Exercise prompt :: Send back the records in full, character for character.

*** Opening of Stored data ***

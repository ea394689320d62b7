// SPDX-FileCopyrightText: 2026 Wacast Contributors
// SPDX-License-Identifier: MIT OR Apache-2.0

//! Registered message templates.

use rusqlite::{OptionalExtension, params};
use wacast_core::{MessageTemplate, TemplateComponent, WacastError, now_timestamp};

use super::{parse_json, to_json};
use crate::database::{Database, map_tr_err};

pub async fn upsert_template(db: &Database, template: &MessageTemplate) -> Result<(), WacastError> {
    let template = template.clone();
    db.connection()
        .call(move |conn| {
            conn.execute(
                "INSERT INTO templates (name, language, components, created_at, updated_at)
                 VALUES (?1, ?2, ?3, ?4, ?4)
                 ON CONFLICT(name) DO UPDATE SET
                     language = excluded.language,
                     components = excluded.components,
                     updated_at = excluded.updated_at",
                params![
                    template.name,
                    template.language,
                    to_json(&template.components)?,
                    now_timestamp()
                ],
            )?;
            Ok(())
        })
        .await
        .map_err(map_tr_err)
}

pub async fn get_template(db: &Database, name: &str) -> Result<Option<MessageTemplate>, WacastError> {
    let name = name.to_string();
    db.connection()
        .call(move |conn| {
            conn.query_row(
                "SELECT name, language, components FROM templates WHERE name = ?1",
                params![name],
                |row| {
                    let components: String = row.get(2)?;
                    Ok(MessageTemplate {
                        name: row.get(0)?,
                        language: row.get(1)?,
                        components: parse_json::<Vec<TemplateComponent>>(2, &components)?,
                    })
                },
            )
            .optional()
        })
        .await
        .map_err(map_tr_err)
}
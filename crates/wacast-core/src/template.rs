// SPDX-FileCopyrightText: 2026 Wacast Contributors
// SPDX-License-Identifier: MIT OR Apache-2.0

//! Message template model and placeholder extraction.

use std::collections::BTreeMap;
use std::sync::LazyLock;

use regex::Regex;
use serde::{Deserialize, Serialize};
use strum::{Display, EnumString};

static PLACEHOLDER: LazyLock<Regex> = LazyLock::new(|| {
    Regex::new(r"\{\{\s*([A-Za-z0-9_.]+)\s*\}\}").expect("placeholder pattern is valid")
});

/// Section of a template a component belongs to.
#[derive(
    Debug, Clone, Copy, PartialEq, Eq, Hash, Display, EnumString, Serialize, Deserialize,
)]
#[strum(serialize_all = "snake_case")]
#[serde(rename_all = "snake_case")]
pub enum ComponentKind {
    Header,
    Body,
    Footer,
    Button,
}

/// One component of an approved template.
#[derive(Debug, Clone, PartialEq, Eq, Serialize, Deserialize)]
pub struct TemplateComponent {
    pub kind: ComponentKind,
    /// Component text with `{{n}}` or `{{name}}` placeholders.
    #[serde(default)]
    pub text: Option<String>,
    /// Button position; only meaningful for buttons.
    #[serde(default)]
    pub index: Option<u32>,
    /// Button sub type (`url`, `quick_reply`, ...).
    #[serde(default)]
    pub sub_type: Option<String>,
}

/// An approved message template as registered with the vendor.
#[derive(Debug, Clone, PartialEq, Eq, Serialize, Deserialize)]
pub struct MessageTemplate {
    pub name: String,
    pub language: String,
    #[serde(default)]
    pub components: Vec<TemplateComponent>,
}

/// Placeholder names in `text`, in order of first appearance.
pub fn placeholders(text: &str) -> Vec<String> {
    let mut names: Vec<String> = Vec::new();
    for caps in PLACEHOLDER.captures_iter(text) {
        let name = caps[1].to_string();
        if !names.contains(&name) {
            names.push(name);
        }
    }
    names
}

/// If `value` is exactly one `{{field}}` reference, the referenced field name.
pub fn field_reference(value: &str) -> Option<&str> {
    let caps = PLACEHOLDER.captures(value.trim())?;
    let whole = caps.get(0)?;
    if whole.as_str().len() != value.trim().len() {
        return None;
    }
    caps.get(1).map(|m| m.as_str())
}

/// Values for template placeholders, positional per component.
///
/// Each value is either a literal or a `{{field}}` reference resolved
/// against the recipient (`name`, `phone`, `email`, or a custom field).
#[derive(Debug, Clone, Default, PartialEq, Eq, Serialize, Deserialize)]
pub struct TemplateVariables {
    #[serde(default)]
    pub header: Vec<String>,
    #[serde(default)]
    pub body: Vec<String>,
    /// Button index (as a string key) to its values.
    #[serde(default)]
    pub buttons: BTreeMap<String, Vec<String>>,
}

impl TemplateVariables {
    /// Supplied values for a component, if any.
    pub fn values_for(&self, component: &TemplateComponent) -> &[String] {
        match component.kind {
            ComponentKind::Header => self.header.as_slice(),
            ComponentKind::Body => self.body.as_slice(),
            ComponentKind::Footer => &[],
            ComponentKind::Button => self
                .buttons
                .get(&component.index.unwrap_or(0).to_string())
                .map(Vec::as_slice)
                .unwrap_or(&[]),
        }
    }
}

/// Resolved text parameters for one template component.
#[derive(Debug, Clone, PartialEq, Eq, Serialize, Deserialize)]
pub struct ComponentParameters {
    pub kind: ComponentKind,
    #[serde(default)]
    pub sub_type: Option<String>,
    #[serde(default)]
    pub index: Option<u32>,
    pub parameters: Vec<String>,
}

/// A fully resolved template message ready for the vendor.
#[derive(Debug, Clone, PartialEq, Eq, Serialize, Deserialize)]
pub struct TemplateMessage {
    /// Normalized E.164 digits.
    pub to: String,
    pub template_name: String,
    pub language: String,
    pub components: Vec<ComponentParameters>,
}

*** Close of Stored data ***

Response to this exercise ::
repository ea394689320d62b7
// SPDX-FileCopyrightText: 2026 Wacast Contributors
// SPDX-License-Identifier: MIT OR Apache-2.0

//! Registered message templates.

use rusqlite::{OptionalExtension, params};
use wacast_core::{MessageTemplate, TemplateComponent, WacastError, now_timestamp};

use super::{parse_json, to_json};
use crate::database::{Database, map_tr_err};

pub async fn upsert_template(db: &Database, template: &MessageTemplate) -> Result<(), WacastError> {
    let template = template.clone();
    db.connection()
        .call(move |conn| {
            conn.execute(
                "INSERT INTO templates (name, language, components, created_at, updated_at)
                 VALUES (?1, ?2, ?3, ?4, ?4)
                 ON CONFLICT(name) DO UPDATE SET
                     language = excluded.language,
                     components = excluded.components,
                     updated_at = excluded.updated_at",
                params![
                    template.name,
                    template.language,
                    to_json(&template.components)?,
                    now_timestamp()
                ],
            )?;
            Ok(())
        })
        .await
        .map_err(map_tr_err)
}

pub async fn get_template(db: &Database, name: &str) -> Result<Option<MessageTemplate>, WacastError> {
    let name = name.to_string();
    db.connection()
        .call(move |conn| {
            conn.query_row(
                "SELECT name, language, components FROM templates WHERE name = ?1",
                params![name],
                |row| {
                    let components: String = row.get(2)?;
                    Ok(MessageTemplate {
                        name: row.get(0)?,
                        language: row.get(1)?,
                        components: parse_json::<Vec<TemplateComponent>>(2, &components)?,
                    })
                },
            )
            .optional()
        })
        .await
        .map_err(map_tr_err)
}
filename crates/wacast-core/src/template.rs
// SPDX-FileCopyrightText: 2026 Wacast Contributors
// SPDX-License-Identifier: MIT OR Apache-2.0

//! Message template model and placeholder extraction.

use std::collections::BTreeMap;
use std::sync::LazyLock;

use regex::Regex;
use serde::{Deserialize, Serialize};
use strum::{Display, EnumString};

static PLACEHOLDER: LazyLock<Regex> = LazyLock::new(|| {
    Regex::new(r"\{\{\s*([A-Za-z0-9_.]+)\s*\}\}").expect("placeholder pattern is valid")
});

/// Section of a template a component belongs to.
#[derive(
    Debug, Clone, Copy, PartialEq, Eq, Hash, Display, EnumString, Serialize, Deserialize,
)]
#[strum(serialize_all = "snake_case")]
#[serde(rename_all = "snake_case")]
pub enum ComponentKind {
    Header,
    Body,
    Footer,
    Button,
}

/// One component of an approved template.
#[derive(Debug, Clone, PartialEq, Eq, Serialize, Deserialize)]
pub struct TemplateComponent {
    pub kind: ComponentKind,
    /// Component text with `{{n}}` or `{{name}}` placeholders.
    #[serde(default)]
    pub text: Option<String>,
    /// Button position; only meaningful for buttons.
    #[serde(default)]
    pub index: Option<u32>,
    /// Button sub type (`url`, `quick_reply`, ...).
    #[serde(default)]
    pub sub_type: Option<String>,
}

/// An approved message template as registered with the vendor.
#[derive(Debug, Clone, PartialEq, Eq, Serialize, Deserialize)]
pub struct MessageTemplate {
    pub name: String,
    pub language: String,
    #[serde(default)]
    pub components: Vec<TemplateComponent>,
}

/// Placeholder names in `text`, in order of first appearance.
pub fn placeholders(text: &str) -> Vec<String> {
    let mut names: Vec<String> = Vec::new();
    for caps in PLACEHOLDER.captures_iter(text) {
        let name = caps[1].to_string();
        if !names.contains(&name) {
            names.push(name);
        }
    }
    names
}

/// If `value` is exactly one `{{field}}` reference, the referenced field name.
pub fn field_reference(value: &str) -> Option<&str> {
    let caps = PLACEHOLDER.captures(value.trim())?;
    let whole = caps.get(0)?;
    if whole.as_str().len() != value.trim().len() {
        return None;
    }
    caps.get(1).map(|m| m.as_str())
}

/// Values for template placeholders, positional per component.
///
/// Each value is either a literal or a `{{field}}` reference resolved
/// against the recipient (`name`, `phone`, `email`, or a custom field).
#[derive(Debug, Clone, Default, PartialEq, Eq, Serialize, Deserialize)]
pub struct TemplateVariables {
    #[serde(default)]
    pub header: Vec<String>,
    #[serde(default)]
    pub body: Vec<String>,
    /// Button index (as a string key) to its values.
    #[serde(default)]
    pub buttons: BTreeMap<String, Vec<String>>,
}

impl TemplateVariables {
    /// Supplied values for a component, if any.
    pub fn values_for(&self, component: &TemplateComponent) -> &[String] {
        match component.kind {
            ComponentKind::Header => self.header.as_slice(),
            ComponentKind::Body => self.body.as_slice(),
            ComponentKind::Footer => &[],
            ComponentKind::Button => self
                .buttons
                .get(&component.index.unwrap_or(0).to_string())
                .map(Vec::as_slice)
                .unwrap_or(&[]),
        }
    }
}

/// Resolved text parameters for one template component.
#[derive(Debug, Clone, PartialEq, Eq, Serialize, Deserialize)]
pub struct ComponentParameters {
    pub kind: ComponentKind,
    #[serde(default)]
    pub sub_type: Option<String>,
    #[serde(default)]
    pub index: Option<u32>,
    pub parameters: Vec<String>,
}

/// A fully resolved template message ready for the vendor.
#[derive(Debug, Clone, PartialEq, Eq, Serialize, Deserialize)]
pub struct TemplateMessage {
    /// Normalized E.164 digits.
    pub to: String,
    pub template_name: String,
    pub language: String,
    pub components: Vec<ComponentParameters>,
}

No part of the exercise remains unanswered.